Analysis on the Role of Dissolution Test in Evaluating the Quality of Medicine

The consistency evaluation of the quality and efficacy of the generic drug requires that the generic drug and the reference preparation have the same quality attributes and clinical efficacy. In the consistency evaluation of the generic drug, effective methods are adopted to accurately evaluate the drug’s in vivo and in vitro correlation (IVIVC) Is an important question. Among them, the in vitro dissolution test is an important method to evaluate the quality of drugs and their correlations in vivo and in vitro. This method is an effective alternative method for researching and evaluating the bioavailability of drugs in vivo using in vitro tests.

In vivo and in vitro correlation (IVIVC) refers to the relationship between the biological properties generated by the preparation or the parameters derived from the biological properties (such as tmax, Cmax or AUC) and the physical and chemical properties of the same preparation (such as in vitro release behavior). Reasonable quantitative relationship. Dissolution rate refers to the speed and extent of the dissolution of a drug from a solid preparation such as a tablet or capsule in a prescribed solvent. It is a simple in vitro test method that simulates the disintegration and dissolution of a drug in the body. There is a certain correlation between the degrees, which has attracted wide attention.

For example, researchers have established a method for determining the dissolution of sodium ferulate tablets, which lays the foundation for the consistency evaluation of the dissolution of sodium ferulate tablets in vivo and in vitro. The researchers used the high-performance liquid method to evaluate the in vitro dissolution of 5 batches of sodium ferulate tablets from two manufacturers in 3 dissolution media, and drew the in vitro dissolution curve diagram [1]. The f2 similarity factor method was used to compare the similarity of dissolution curves, and the model-dependent method was used as a supplement to evaluate the consistency of dissolution in vitro. Results The dissolution effect of sodium ferulate tablets in water, pH 4.5 acetate buffer and pH 6.8 phosphate buffer was ideal. The study found that the method used in the research is stable and reliable, which can provide a theoretical reference for the consistency evaluation of sodium ferulate tablets.

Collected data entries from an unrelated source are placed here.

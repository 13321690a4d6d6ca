//! Averages the speedup ratio tables across board positions and renders
//! the text report.

use std::collections::HashMap;

use crate::data::{
    Algorithm, Depth, MeasurementKey, RatioTables, BENCHMARK_POSITIONS, DEPTHS, THREAD_COUNTS,
};
use crate::stats;

/// Average speedup per (algorithm, thread count) group.
pub type GroupAverages = HashMap<(Algorithm, u32), f64>;

/// A group average referenced a measurement the log never produced.
#[derive(Debug, thiserror::Error)]
#[error(
    "no {table} speedup recorded for position '{position}', \
     algorithm '{algorithm}', {threads} threads, depth {depth}"
)]
pub struct MissingEntry {
    table: &'static str,
    position: String,
    algorithm: String,
    threads: u32,
    depth: Depth,
}

/// The four grouped-average tables the report is rendered from.
#[derive(Debug, Default)]
pub struct SpeedupSummary {
    pub inner_depth3: GroupAverages,
    pub inner_depth4: GroupAverages,
    pub relative_depth3: GroupAverages,
    pub relative_depth4: GroupAverages,
}

/// Averages both ratio tables over the fixed benchmark positions for
/// every (algorithm, thread count, depth) group. Each depth's average is
/// computed independently. A position missing from a ratio table is an
/// error; there is no default inside the average.
pub fn summarize(tables: &RatioTables) -> Result<SpeedupSummary, MissingEntry> {
    let mut summary = SpeedupSummary::default();

    for algorithm in Algorithm::ALL {
        for threads in THREAD_COUNTS {
            for depth in DEPTHS {
                let inner = group_mean(&tables.inner, "inner", algorithm, threads, depth)?;
                let relative = group_mean(
                    &tables.relative_to_seq,
                    "relative-to-sequential",
                    algorithm,
                    threads,
                    depth,
                )?;

                let (inner_table, relative_table) = match depth {
                    Depth::Three => (&mut summary.inner_depth3, &mut summary.relative_depth3),
                    Depth::Four => (&mut summary.inner_depth4, &mut summary.relative_depth4),
                };
                inner_table.insert((algorithm, threads), inner);
                relative_table.insert((algorithm, threads), relative);
            }
        }
    }

    Ok(summary)
}

fn group_mean(
    table: &HashMap<MeasurementKey, f64>,
    table_name: &'static str,
    algorithm: Algorithm,
    threads: u32,
    depth: Depth,
) -> Result<f64, MissingEntry> {
    let values = BENCHMARK_POSITIONS
        .iter()
        .map(|position| {
            let key = MeasurementKey {
                position: position.to_string(),
                algorithm: algorithm.log_name().to_string(),
                threads,
                depth,
            };
            table.get(&key).copied().ok_or_else(|| MissingEntry {
                table: table_name,
                position: position.to_string(),
                algorithm: algorithm.log_name().to_string(),
                threads,
                depth,
            })
        })
        .collect::<Result<Vec<_>, _>>()?;

    Ok(stats::mean(values.into_iter()))
}

/// Renders the fixed-layout report: four sections, each listing every
/// algorithm with one line per thread count. Groups absent from the
/// summary print as 0.00.
pub fn render(summary: &SpeedupSummary) -> String {
    let mut out = String::from("Average Speedups\n\n");
    render_section(
        &mut out,
        "Inner Speedup Results (Depth 3):",
        &summary.inner_depth3,
    );
    render_section(
        &mut out,
        "Inner Speedup Results (Depth 4):",
        &summary.inner_depth4,
    );
    render_section(
        &mut out,
        "Relative to Sequential Speedup Results (Depth 3):",
        &summary.relative_depth3,
    );
    render_section(
        &mut out,
        "Relative to Sequential Speedup Results (Depth 4):",
        &summary.relative_depth4,
    );
    out
}

fn render_section(out: &mut String, header: &str, averages: &GroupAverages) {
    out.push_str(header);
    out.push('\n');
    for algorithm in Algorithm::ALL {
        out.push_str(&format!("Algorithm: {}\n", algorithm.log_name()));
        for threads in THREAD_COUNTS {
            let speedup = averages.get(&(algorithm, threads)).copied().unwrap_or(0.0);
            out.push_str(&format!("  Threads: {threads}, Speedup: {speedup:.2}\n"));
        }
        out.push('\n');
    }
}
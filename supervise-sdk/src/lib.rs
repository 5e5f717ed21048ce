//! # The Supervise SDK
//! The Supervise SDK provides the wire protocol spoken by `supervise` on its control and status channels, and a blocking
//! client for the owner side of those channels.

pub mod error;
pub mod prelude;
pub mod protocol;

#[cfg(feature = "blocking")]
pub mod blocking;

pub use error::Error;
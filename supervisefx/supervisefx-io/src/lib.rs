//! Descriptor-level I/O for fixed-size records.

cfg_if::cfg_if! {
    if #[cfg(target_os = "linux")] {
        mod channel;
        pub use channel::*;
    } else {
        std::compile_error!("This target is not supported by `supervise` yet.");
    }
}

/// Outcome of transferring one whole record.
#[derive(Debug, Clone, Copy, PartialEq, Eq)]
pub enum Transfer {
    /// The whole record was transferred.
    Done,

    /// The descriptor is non-blocking and nothing could be transferred right now.
    WouldBlock,

    /// End of input was reached.
    Closed,

    /// Only part of the record was transferred. Carries the number of bytes actually transferred.
    Partial(usize),
}
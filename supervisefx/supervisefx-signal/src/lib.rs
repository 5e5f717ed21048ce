//! Signal handling for Linux.
//!
//! Signals are never handled asynchronously. Each class of signal the supervisor cares about is blocked and routed into a
//! [`SignalSource`], a readable descriptor that can be multiplexed together with the other channels.

cfg_if::cfg_if! {
    if #[cfg(target_os = "linux")] {
        #[path = "linux.rs"]
        mod sys;
    } else {
        std::compile_error!("This target is not supported by `supervise` yet. `signalfd(2)` is required.");
    }
}

pub use sys::*;

/// Signals that make the supervisor terminate its descendants.
pub const FATAL_SIGNALS: [i32; 4] = [SIGHUP, SIGINT, SIGQUIT, SIGTERM];

//! Inspection and manipulation of `supervise`’s environment.
//!
//! `supervise` takes no command-line arguments. Console behavior is configured through `SUPERVISE_CONSOLE`, a
//! comma-separated list of `quiet`, `verbose` and `nocolor`.

use std::sync::OnceLock;

/// Name of the environment variable holding console options.
pub const CONSOLE_VAR: &str = "SUPERVISE_CONSOLE";

#[derive(Debug, Clone, Default, PartialEq, Eq)]
pub struct Console {
    /// Reduce console outputs to errors
    pub quiet: bool,

    /// Enable verbose console outputs
    pub verbose: bool,

    /// Disable colorful console outputs
    pub no_color: bool,
}
impl Console {
    /// Parses console options. Unknown options are ignored.
    pub fn parse(options: &str) -> Self {
        let mut object = Self::default();
        for opt in options.split(',') {
            match opt.trim() {
                "quiet" => object.quiet = true,
                "nocolor" => object.no_color = true,
                "verbose" => object.verbose = true,
                _ => {}
            }
        }
        object
    }

    /// Takes console options from the environment.
    pub fn from_env() -> Self {
        supervisefx::env::take_var(CONSOLE_VAR)
            .map(|x| Self::parse(&x))
            .unwrap_or_default()
    }

    /// Returns a logger builder configured with these options.
    pub fn logger(&self) -> supervisefx::log::Builder {
        let mut builder = supervisefx::log::Builder::new();
        builder
            .name("supervise")
            .quiet(self.quiet)
            .verbose(self.verbose)
            .color(!self.no_color);
        builder
    }
}

/// Returns a reference to the unique [`Console`] instance.
pub fn console() -> &'static Console {
    static CONSOLE: OnceLock<Console> = OnceLock::new();

    CONSOLE.get_or_init(Console::from_env)
}
//! Collection of terminated children.

use super::status::StatusChannel;
use crate::error::Error;
use supervise_sdk::protocol::{ChildStatus, Disposition};
use supervisefx::process::{self, ExitStatus, Reaped, Wait};

/// State of the subtree after collecting every waitable child.
#[derive(Debug, Clone, Copy, PartialEq, Eq)]
pub enum ReapOutcome {
    /// Children remain, none of them waitable.
    Drained,

    /// No children remain.
    Extinct,
}

/// Collects every waitable child, reporting each one on `status`.
///
/// # Errors
/// An `Err(_)` is returned if waiting or reporting failed.
pub fn reap(status: &mut StatusChannel) -> Result<ReapOutcome, Error> {
    loop {
        match process::wait_any_nonblocking().map_err(Error::Wait)? {
            Reaped::Child(wait) => {
                tracing::debug!("reaped child {}: {:?}", wait.pid(), wait.exit_status);
                status.report(&to_status(&wait))?;
            }
            Reaped::NoneReady => return Ok(ReapOutcome::Drained),
            Reaped::NoChildren => return Ok(ReapOutcome::Extinct),
        }
    }
}

/// Converts a wait result into its status record.
pub fn to_status(wait: &Wait) -> ChildStatus {
    let disposition = match wait.exit_status {
        ExitStatus::Exited(_) => Disposition::Exited,
        ExitStatus::Signaled {
            core_dumped: false, ..
        } => Disposition::Killed,
        ExitStatus::Signaled {
            core_dumped: true, ..
        } => Disposition::Dumped,
        ExitStatus::Trapped(_) => Disposition::Trapped,
        ExitStatus::Stopped(_) => Disposition::Stopped,
        ExitStatus::Continued(_) => Disposition::Continued,
    };

    ChildStatus {
        pid: wait.pid(),
        uid: wait.uid(),
        signal: wait.signal().unwrap_or(0),
        status: wait.exit_status.raw(),
        disposition,
    }
}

The dissolution rate of the drug can comprehensively and reliably reflect the quality of the tablet, which is an important means to ensure and measure whether the quality of the solid oral preparation production process is reasonable and stable. For drug quality control, in vitro dissolution test can not only be used as a means of drug quality control, but also help formulate drug standards. Different crystal forms of the same drug may have significant differences in appearance, solubility, melting point, dissolution, bioavailability, etc., thus affecting the stability, bioavailability and efficacy of the drug. This phenomenon is manifested in oral solid preparations. It is especially obvious. Medicilon provides research and development services for pharmaceutical preparations. According to the characteristics of the dosage form, combined with the physical and chemical properties and stability of the drug, the production conditions and equipment are considered, process research is carried out, the preparation process of laboratory samples is initially determined, and the corresponding process control is established index.

When evaluating the quality of drugs, measuring the dissolution rate of the drug helps to detect the difference between the drugs produced by different manufacturers. For example, a researcher has established a method for the dissolution of vitamin B2 in multivitamin B tablets, and compares the dissolution profiles of different samples [2]. Using HPLC method, using a CACell PAK C18 column (4.6 mm×250 mm, 5μm), using a solution containing 2 mmol/L heptane sulfonate and 50 mmol/L ammonium dihydrogen phosphate-acetonitrile (85:15) Mobile phase; Flow rate: 1.0 mL/min; Column temperature: 35; Detection wavelength: 267 nm; The dissolution test takes vitamin B2 as the investigation object, adopts the paddle method, uses 600 mL of water as the dissolution medium, and rotates at 75 r/min. The HPLC dissolution determination method established by the researcher is simple and convenient, with good specificity, precision and accuracy. The dissolution method can better reflect the differences between samples from different manufacturers. Some manufacturers should improve the production process and strengthen the product Dissolution studies to improve the effectiveness of drugs.

At present, dissolution testing has been increasingly used in drug research and development, production control, and supervision of marketed products. With the increasing application scope of dissolution, how to appropriately use this quality index in drug development and drug supervision requires continuous exploration.

[1] Consistency evaluation of in vitro dissolution behavior of sodium ferulate tablets[J].

[2] Study on the determination method of vitamin B2 dissolution in multivitamin B tablets [J].